## Exercise goal
Among the lines below, take the one holding "use serde::de::DeserializeOwned;", the one holding "A message that", and all lines between them. Set them down exactly.

## Stored items
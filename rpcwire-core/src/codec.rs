//! Message codecs.
//!
//! Messages are prost messages that also derive serde, so the same type can
//! travel as binary protobuf or as JSON.

use bytes::{BufMut, BytesMut};
use serde::Serialize;
use serde::de::DeserializeOwned;

use crate::error::Error;

pub const CODEC_PROTO: &str = "proto";
pub const CODEC_JSON: &str = "json";
pub const CODEC_JSON_CHARSET_UTF8: &str = "json; charset=utf-8";

/// A message that can be carried by any [`Codec`].
pub trait RpcMessage: prost::Message + Serialize + DeserializeOwned + Default + 'static {}

impl<T> RpcMessage for T where T: prost::Message + Serialize + DeserializeOwned + Default + 'static {}

/// Serialization format of messages on the wire.
#[derive(Clone, Copy, Debug, PartialEq, Eq, Hash)]
pub enum Codec {
    Proto,
    Json,
}

impl Codec {
    pub fn name(&self) -> &'static str {
        match self {
            Codec::Proto => CODEC_PROTO,
            Codec::Json => CODEC_JSON,
        }
    }

    /// Look up a codec by content-type suffix.
    pub fn from_name(name: &str) -> Option<Codec> {
        match name {
            CODEC_PROTO => Some(Codec::Proto),
            CODEC_JSON | CODEC_JSON_CHARSET_UTF8 => Some(Codec::Json),
            _ => None,
        }
    }

    /// Binary codecs need base64 in URLs.
    pub fn is_binary(&self) -> bool {
        matches!(self, Codec::Proto)
    }

    /// Whether `a` and `b` name the same codec, treating the JSON charset
    /// parameter as insignificant.
    pub fn same_name(a: &str, b: &str) -> bool {
        a == b
            || matches!(
                (a, b),
                (CODEC_JSON, CODEC_JSON_CHARSET_UTF8) | (CODEC_JSON_CHARSET_UTF8, CODEC_JSON)
            )
    }

    /// Append the encoded message to `buf`.
    pub fn marshal<M: RpcMessage>(&self, message: &M, buf: &mut BytesMut) -> Result<(), Error> {
        match self {
            Codec::Proto => {
                buf.reserve(message.encoded_len());
                message
                    .encode(buf)
                    .map_err(|e| Error::internal(format!("marshal message: {e}")))
            }
            Codec::Json => serde_json::to_writer((&mut *buf).writer(), message)
                .map_err(|e| Error::internal(format!("marshal message: {e}"))),
        }
    }

    /// Deterministic encoding, used where the bytes end up in a URL.
    pub fn marshal_stable<M: RpcMessage>(
        &self,
        message: &M,
        buf: &mut BytesMut,
    ) -> Result<(), Error> {
        // prost writes fields in tag order and serde in declaration order.
        self.marshal(message, buf)
    }

    pub fn unmarshal<M: RpcMessage>(&self, data: &[u8]) -> Result<M, Error> {
        match self {
            Codec::Proto => M::decode(data)
                .map_err(|e| Error::invalid_argument(format!("unmarshal message: {e}"))),
            Codec::Json => serde_json::from_slice(data)
                .map_err(|e| Error::invalid_argument(format!("unmarshal message: {e}"))),
        }
    }
}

## Expected output
use serde::de::DeserializeOwned;

use crate::error::Error;

pub const CODEC_PROTO: &str = "proto";
pub const CODEC_JSON: &str = "json";
pub const CODEC_JSON_CHARSET_UTF8: &str = "json; charset=utf-8";

/// A message that can be carried by any [`Codec`].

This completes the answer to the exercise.